Among the records, which lines include "existing"? List them.

*** DATASET RECORDS

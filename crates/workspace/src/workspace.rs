use std::sync::Arc;

use thiserror::Error;

use markbook_store::{DirHandle, EntryPath, StoreError};

use crate::document::{CaretPosition, Document, DocumentId};

/// Errors raised by workspace state transitions.
/// 工作區狀態轉換相關的錯誤。
#[derive(Debug, Error)]
pub enum WorkspaceError {
    #[error(transparent)]
    Store(#[from] StoreError),
    #[error("no workspace root is open")]
    RootClosed,
    #[error("document {0} is not open")]
    UnknownDocument(DocumentId),
    #[error("document has no storage entry yet")]
    VirtualDocument,
}

/// Outcome of a close request for a single document.
/// 關閉單一文件的結果。
#[derive(Debug, Clone, Copy, PartialEq, Eq)]
pub enum CloseOutcome {
    /// Removed without loss.
    Closed,
    /// A dirty virtual document was dropped; no storage ever existed.
    Discarded,
    /// Dirty with a bound path: the caller must confirm or force.
    NeedsConfirmation,
}

/// The in-memory model of one open workspace root and its documents.
/// Exactly one root may be open at a time; this struct is the single
/// writer of document state — entry operations mutate the store and this
/// state in lockstep, never one without the other.
/// 單一開啟工作區與其文件的記憶體模型；同時只允許一個根目錄開啟，
/// 且文件狀態只能經由此結構變更，儲存與狀態必須同步推進。
#[derive(Debug, Default)]
pub struct Workspace {
    root: Option<DirHandle>,
    documents: Vec<Document>,
    active_id: Option<DocumentId>,
    recycle_bin_active: bool,
}

impl Workspace {
    pub fn new() -> Self {
        Self::default()
    }

    /// Opens a root, discarding any previous root and its documents.
    /// 開啟根目錄；先前的根目錄與文件全數清除。
    pub fn open_root(&mut self, root: DirHandle) {
        self.close_root();
        self.root = Some(root);
    }

    /// Closes the root and clears all documents and the active id.
    /// 關閉根目錄並清除所有文件與目前選取。
    pub fn close_root(&mut self) {
        self.root = None;
        self.documents.clear();
        self.active_id = None;
        self.recycle_bin_active = false;
    }

    pub fn is_open(&self) -> bool {
        self.root.is_some()
    }

    /// A cloned handle to the open root.
    /// 目前開啟根目錄的控制代碼副本。
    pub fn root_handle(&self) -> Option<DirHandle> {
        self.root.as_ref().map(Arc::clone)
    }

    pub fn require_root(&self) -> Result<DirHandle, WorkspaceError> {
        self.root_handle().ok_or(WorkspaceError::RootClosed)
    }

    pub fn documents(&self) -> &[Document] {
        &self.documents
    }

    pub fn document(&self, id: DocumentId) -> Option<&Document> {
        self.documents.iter().find(|doc| doc.id() == id)
    }

    pub(crate) fn document_mut(&mut self, id: DocumentId) -> Option<&mut Document> {
        self.documents.iter_mut().find(|doc| doc.id() == id)
    }

    /// Two documents are the same entry iff their paths are equal; handle
    /// equality cannot survive a reload.
    /// 路徑相等即視為同一項目；控制代碼相等無法跨重新載入。
    pub fn find_by_path(&self, path: &EntryPath) -> Option<&Document> {
        self.documents
            .iter()
            .find(|doc| doc.path() == Some(path))
    }

    /// Adds an opened document, deduplicating by path, and makes it
    /// active. Returns the id of the surviving entry.
    /// 加入開啟的文件（依路徑去重）並設為目前文件。
    pub fn open_document(&mut self, document: Document) -> DocumentId {
        if let Some(path) = document.path() {
            if let Some(existing) = self.find_by_path(path) {
                let id = existing.id();
                self.active_id = Some(id);
                return id;
            }
        }
        let id = document.id();
        self.documents.push(document);
        self.active_id = Some(id);
        id
    }

    /// Creates a virtual document and makes it active.
    /// 建立虛擬文件並設為目前文件。
    pub fn new_virtual(&mut self, name: impl Into<String>) -> DocumentId {
        self.open_document(Document::virtual_new(name))
    }

    pub fn active_id(&self) -> Option<DocumentId> {
        self.active_id
    }

    pub fn active_document(&self) -> Option<&Document> {
        self.active_id.and_then(|id| self.document(id))
    }

    pub fn set_active(&mut self, id: DocumentId) -> Result<(), WorkspaceError> {
        if self.document(id).is_none() {
            return Err(WorkspaceError::UnknownDocument(id));
        }
        self.active_id = Some(id);
        Ok(())
    }

    /// Marks the active document by path, if such a document is open.
    /// 依路徑設定目前文件（若該文件已開啟）。
    pub fn set_active_by_path(&mut self, path: &EntryPath) {
        if let Some(id) = self.find_by_path(path).map(Document::id) {
            self.active_id = Some(id);
        }
    }

    /// Routes an edit from the rendering layer into document state.
    /// 將渲染層的編輯事件寫入文件狀態。
    pub fn edit_document(
        &mut self,
        id: DocumentId,
        contents: impl Into<String>,
    ) -> Result<(), WorkspaceError> {
        let doc = self
            .document_mut(id)
            .ok_or(WorkspaceError::UnknownDocument(id))?;
        doc.set_contents(contents);
        Ok(())
    }

    pub fn set_caret(
        &mut self,
        id: DocumentId,
        caret: Option<CaretPosition>,
    ) -> Result<(), WorkspaceError> {
        let doc = self
            .document_mut(id)
            .ok_or(WorkspaceError::UnknownDocument(id))?;
        doc.set_caret(caret);
        Ok(())
    }

    /// Applies a completed rename or move to document state, for callers
    /// that performed the entry operation themselves (e.g. a tree-view
    /// rename of an already open document).
    /// 將已完成的重新命名／搬移套用到文件狀態，供自行執行儲存操作的呼叫端使用。
    pub fn apply_rename(&mut self, id: DocumentId, path: EntryPath) {
        if let Some(doc) = self.document_mut(id) {
            if let Some(name) = path.name() {
                doc.name = name.to_string();
            }
            doc.path = Some(path);
        }
    }

    /// Closes a document. A dirty bound document needs confirmation unless
    /// forced; a dirty virtual document is simply discarded since no
    /// storage ever existed.
    /// 關閉文件：已修改且綁定路徑者需確認（除非強制）；虛擬文件直接捨棄。
    pub fn close_document(
        &mut self,
        id: DocumentId,
        force: bool,
    ) -> Result<CloseOutcome, WorkspaceError> {
        let doc = self.document(id).ok_or(WorkspaceError::UnknownDocument(id))?;
        let outcome = if doc.is_dirty() && !doc.is_virtual() && !force {
            return Ok(CloseOutcome::NeedsConfirmation);
        } else if doc.is_dirty() && doc.is_virtual() {
            CloseOutcome::Discarded
        } else {
            CloseOutcome::Closed
        };
        self.documents.retain(|doc| doc.id() != id);
        if self.active_id == Some(id) {
            self.active_id = self.documents.first().map(Document::id);
        }
        Ok(outcome)
    }

    pub fn recycle_bin_active(&self) -> bool {
        self.recycle_bin_active
    }

    pub fn set_recycle_bin_active(&mut self, active: bool) {
        self.recycle_bin_active = active;
    }
}

#[cfg(test)]
mod tests {
    use super::*;
    use markbook_store::MemoryStore;

    fn open_workspace() -> Workspace {
        let store = MemoryStore::new();
        let mut workspace = Workspace::new();
        workspace.open_root(store.root());
        workspace
    }

    #[test]
    fn opening_the_same_path_twice_reuses_the_document() {
        let mut workspace = open_workspace();
        let path = EntryPath::parse("notes/a.md").unwrap();
        let first = workspace.open_document(Document::opened("a.md", path.clone(), None, ""));
        let second = workspace.open_document(Document::opened("a.md", path, None, ""));
        assert_eq!(first, second);
        assert_eq!(workspace.documents().len(), 1);
        assert_eq!(workspace.active_id(), Some(first));
    }

    #[test]
    fn closing_the_root_clears_everything() {
        let mut workspace = open_workspace();
        workspace.new_virtual("Untitled.md");
        workspace.set_recycle_bin_active(true);
        workspace.close_root();
        assert!(!workspace.is_open());
        assert!(workspace.documents().is_empty());
        assert_eq!(workspace.active_id(), None);
        assert!(!workspace.recycle_bin_active());
    }

    #[test]
    fn close_policy_distinguishes_virtual_and_bound_edits() {
        let mut workspace = open_workspace();

        let virtual_id = workspace.new_virtual("Untitled.md");
        workspace.edit_document(virtual_id, "scratch").unwrap();
        assert_eq!(
            workspace.close_document(virtual_id, false).unwrap(),
            CloseOutcome::Discarded
        );

        let path = EntryPath::parse("a.md").unwrap();
        let bound_id =
            workspace.open_document(Document::opened("a.md", path, None, "clean"));
        workspace.edit_document(bound_id, "edited").unwrap();
        assert_eq!(
            workspace.close_document(bound_id, false).unwrap(),
            CloseOutcome::NeedsConfirmation
        );
        assert_eq!(workspace.documents().len(), 1);
        assert_eq!(
            workspace.close_document(bound_id, true).unwrap(),
            CloseOutcome::Closed
        );
        assert!(workspace.documents().is_empty());
    }

    #[test]
    fn apply_rename_updates_name_and_path() {
        let mut workspace = open_workspace();
        let id = workspace.open_document(Document::opened(
            "a.md",
            EntryPath::parse("notes/a.md").unwrap(),
            None,
            "",
        ));
        let new_path = EntryPath::parse("notes/b.md").unwrap();
        workspace.apply_rename(id, new_path.clone());
        let doc = workspace.document(id).unwrap();
        assert_eq!(doc.name(), "b.md");
        assert_eq!(doc.path(), Some(&new_path));
    }

    #[test]
    fn active_document_follows_closures() {
        let mut workspace = open_workspace();
        let a = workspace.open_document(Document::opened(
            "a.md",
            EntryPath::parse("a.md").unwrap(),
            None,
            "",
        ));
        let b = workspace.open_document(Document::opened(
            "b.md",
            EntryPath::parse("b.md").unwrap(),
            None,
            "",
        ));
        assert_eq!(workspace.active_id(), Some(b));
        workspace.close_document(b, false).unwrap();
        assert_eq!(workspace.active_id(), Some(a));
    }
}
use serde::{Deserialize, Serialize};

use markbook_store::EntryPath;
use markbook_workspace::{CaretPosition, Document, Workspace};

/// Current saved-session format version.
pub const SESSION_FORMAT_VERSION: u32 = 1;

/// Persisted projection of a workspace: durable paths only. Handles and
/// document contents never appear here; a restore re-resolves every path
/// from scratch and re-reads contents from the store.
/// 工作階段的持久化投影：僅保存持久路徑。控制代碼與文件內容一律不入檔，
/// 還原時重新解析路徑並重新讀取內容。
#[derive(Debug, Clone, Serialize, Deserialize)]
#[serde(rename_all = "camelCase")]
pub struct SavedSession {
    pub format_version: u32,
    #[serde(default)]
    pub open_files: Vec<SavedFile>,
    #[serde(default)]
    pub active_file_path: Option<EntryPath>,
}

/// One remembered open document.
/// 一份被記住的開啟文件。
#[derive(Debug, Clone, Serialize, Deserialize)]
#[serde(rename_all = "camelCase")]
pub struct SavedFile {
    pub name: String,
    pub path: EntryPath,
    #[serde(default)]
    pub caret: Option<CaretPosition>,
}

impl SavedSession {
    /// Projects the current workspace state. Virtual documents are not
    /// recorded: they have no durable identity to restore from.
    /// 投影目前工作區狀態；虛擬文件沒有持久身分，不予記錄。
    pub fn capture(workspace: &Workspace) -> Self {
        let open_files = workspace
            .documents()
            .iter()
            .filter_map(|doc| {
                let path = doc.path()?.clone();
                Some(SavedFile {
                    name: doc.name().to_string(),
                    path,
                    caret: doc.caret(),
                })
            })
            .collect();
        Self {
            format_version: SESSION_FORMAT_VERSION,
            open_files,
            active_file_path: workspace
                .active_document()
                .and_then(Document::path)
                .cloned(),
        }
    }

    pub fn is_empty(&self) -> bool {
        self.open_files.is_empty()
    }
}

/// Editor view mode. Presentation lives in the rendering layer; only the
/// chosen value is persisted.
/// 編輯檢視模式；僅持久化所選值，呈現屬於渲染層。
#[derive(Debug, Clone, Copy, PartialEq, Eq, Default, Serialize, Deserialize)]
#[serde(rename_all = "camelCase")]
pub enum ViewMode {
    #[default]
    Source,
    Rich,
    Preview,
}

/// Global UI state, one record independent of which root is open.
/// 全域 UI 狀態；不隨開啟的根目錄而異。
#[derive(Debug, Clone, PartialEq, Eq, Serialize, Deserialize)]
#[serde(rename_all = "camelCase")]
pub struct UiState {
    #[serde(default = "default_sidebar")]
    pub sidebar_visible: bool,
    #[serde(default)]
    pub view_mode: ViewMode,
    #[serde(default = "default_theme")]
    pub theme: String,
}

fn default_sidebar() -> bool {
    true
}

fn default_theme() -> String {
    "default".to_string()
}

impl Default for UiState {
    fn default() -> Self {
        Self {
            sidebar_visible: default_sidebar(),
            view_mode: ViewMode::default(),
            theme: default_theme(),
        }
    }
}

******

RESULT OF THIS TASK -
            if let Some(existing) = self.find_by_path(path) {
                let id = existing.id();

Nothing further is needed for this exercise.